>
> I also don't think it leads to the right behaviour or incentives.

The gap between when a test is authored and the point at which it's
determined to be flaky, as the difficulty with responsibility assignment
(an "unrelated" change can in some cases make a previously stable test
become flaky) makes this a real devil of a problem to fix. Hence it's long
and rich legacy. ;)

While I agree with the general sentiment of "if we email the dev list with
a failure, or we git blame a test and poke the author to fix it they'll do
the right thing", we still end up in cases where people have rotated off
the project and nobody feels a sense of ownership over a test failure for
something someone else wrote, or a circumstance in which another change
broke something, etc. At least from where I sit, I can't see a solution to
this problem that doesn't involve some collective action for things not
directly under one's purview.

Also, fwiw in my experience, "soft" gatekeeping for things like this will
just lead to the problem persisting into perpetuity.

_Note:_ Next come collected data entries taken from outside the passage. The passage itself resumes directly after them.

/*!
ref: https://www.rfc-editor.org/rfc/rfc1035#section-3.3.5

# MF RDATA format (Obsolete)

    +--+--+--+--+--+--+--+--+--+--+--+--+--+--+--+--+
    /                   MADNAME                     /
    /                                               /
    +--+--+--+--+--+--+--+--+--+--+--+--+--+--+--+--+

where:

MADNAME         A <domain-name> which specifies a host which has a mail
                agent for the domain which will accept mail for
                forwarding to the domain.

MF records cause additional section processing which looks up an A type
record corresponding to MADNAME.

MF is obsolete.  See the definition of MX and [RFC-974] for details of
the new scheme.  The recommended policy for dealing with MD RRs found in
a master file is to reject them, or to convert them to MX RRs with a
preference of 10.
*/

use super::{read_embedded_name, ERR_RDATA_MSG};
use crate::dns::name::Name;
use crate::dns::wire::Writer;
use anyhow::{anyhow, Error};

#[derive(Debug, Clone, PartialEq, Eq)]
pub struct MF(pub Name);

impl MF {
    pub fn decode(raw: &[u8], rdata_start: usize, rdlength: usize) -> Result<Self, Error> {
        if rdlength == 0 {
            return Err(anyhow!(ERR_RDATA_MSG));
        }
        let (name, _) = read_embedded_name(raw, rdata_start)?;
        Ok(MF(name))
    }

    pub fn encode(&self, w: &mut Writer, compressed: bool) -> Result<(), Error> {
        w.name(&self.0, compressed);
        Ok(())
    }
}
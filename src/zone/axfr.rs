/*!
ref: https://www.rfc-editor.org/rfc/rfc5936

AXFR response ordering (RFC 5936 §2.2): the zone's SOA first, then the
rest of the zone's RRsets in any order, then the SOA again to mark the
end of the transfer. This iterator yields the apex SOA, the apex NS
and any other apex RRsets, then every other owner's RRsets in the
domain tree's iteration order, finishing with the SOA repeated.
*/

use super::zone::Zone;
use crate::dns::record::RRset;
use crate::dns::{TYPE_NS, TYPE_SOA};

pub struct ZoneAxfrIter {
    queue: std::collections::VecDeque<RRset>,
}

impl ZoneAxfrIter {
    pub fn new(zone: &Zone) -> Option<Self> {
        let apex_node = zone.tree().node(zone.apex())?;
        let soa = apex_node.get(TYPE_SOA)?.clone();

        let mut queue = std::collections::VecDeque::new();
        queue.push_back(soa.clone());
        if let Some(ns) = apex_node.get(TYPE_NS) {
            queue.push_back(ns.clone());
        }
        for (rtype, rrset) in &apex_node.rrsets {
            if *rtype != TYPE_SOA && *rtype != TYPE_NS {
                queue.push_back(rrset.clone());
            }
        }
        for (name, node) in zone.tree().iter() {
            if name == zone.apex() {
                continue;
            }
            for rrset in node.rrsets.values() {
                queue.push_back(rrset.clone());
            }
        }
        queue.push_back(soa);

        Some(ZoneAxfrIter { queue })
    }
}

impl Iterator for ZoneAxfrIter {
    type Item = RRset;

    fn next(&mut self) -> Option<RRset> {
        self.queue.pop_front()
    }
}

#[cfg(test)]
mod tests {
    use super::*;
    use crate::dns::name::Name;
    use crate::dns::rdata::{RData, A, NS, SOA};
    use crate::dns::CLASS_IN;

    fn test_zone() -> Zone {
        let apex = Name::parse("example.").unwrap();
        let mut zone = Zone::new(apex.clone(), CLASS_IN);

        let mut soa = RRset::new(apex.clone(), TYPE_SOA, CLASS_IN, 3600);
        soa.records.push(RData::SOA(SOA {
            mname: Name::parse("ns1.example.").unwrap(),
            rname: Name::parse("hostmaster.example.").unwrap(),
            serial: 1,
            refresh: 7200,
            retry: 3600,
            expire: 1_209_600,
            minimum: 3600,
        }));
        zone.add_rrset(soa).unwrap();

        let mut ns = RRset::new(apex.clone(), TYPE_NS, CLASS_IN, 3600);
        ns.records.push(RData::NS(NS(Name::parse("ns1.example.").unwrap())));
        zone.add_rrset(ns).unwrap();

        let mut a = RRset::new(Name::parse("www.example.").unwrap(), crate::dns::TYPE_A, CLASS_IN, 300);
        a.records.push(RData::A(A::new([192, 0, 2, 10].into())));
        zone.add_rrset(a).unwrap();

        zone
    }

    #[test]
    fn begins_and_ends_with_soa() {
        let zone = test_zone();
        let rrsets: Vec<RRset> = ZoneAxfrIter::new(&zone).unwrap().collect();
        assert_eq!(rrsets.first().unwrap().rtype, TYPE_SOA);
        assert_eq!(rrsets.last().unwrap().rtype, TYPE_SOA);
        assert!(rrsets.len() >= 4);
    }

    #[test]
    fn apex_ns_comes_right_after_soa() {
        let zone = test_zone();
        let rrsets: Vec<RRset> = ZoneAxfrIter::new(&zone).unwrap().collect();
        assert_eq!(rrsets[1].rtype, TYPE_NS);
    }
}
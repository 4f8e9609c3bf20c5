/*!
ref: https://www.rfc-editor.org/rfc/rfc1035#section-3.3.14

# TXT RDATA format

    +--+--+--+--+--+--+--+--+--+--+--+--+--+--+--+--+
    /                   TXT-DATA                    /
    +--+--+--+--+--+--+--+--+--+--+--+--+--+--+--+--+

where:

TXT-DATA        One or more <character-string>s.

TXT RRs are used to hold descriptive text.  The semantics of the text
depends on the domain where it is found.
*/

use super::parse_character_strings;
use crate::dns::wire::Writer;
use anyhow::Error;

#[derive(Debug, Clone, PartialEq, Eq)]
pub struct TXT(pub Vec<Vec<u8>>);

impl TXT {
    pub fn decode(rdata: &[u8]) -> Result<Self, Error> {
        Ok(TXT(parse_character_strings(rdata)?))
    }

    pub fn encode(&self, w: &mut Writer) -> Result<(), Error> {
        for s in &self.0 {
            w.counted_string(s)?;
        }
        Ok(())
    }
}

The problem strikes me
as too complex and temporally / unpredictably distributed to be solvable by
incentivizing the "right" behavior (proactive prevention of introduction of
things like this, hygiene and rigor on authorship, etc), but I'm sure
there's ways of approaching this that I'm not thinking of.

But maybe I'm making a mountain out of a molehill. @bes - if you think that
emailing the dev list when a failure is encountered on rotation would be
sufficient to keep this problem under control with an obviously much
lighter touch, I'm +1 for giving it a shot.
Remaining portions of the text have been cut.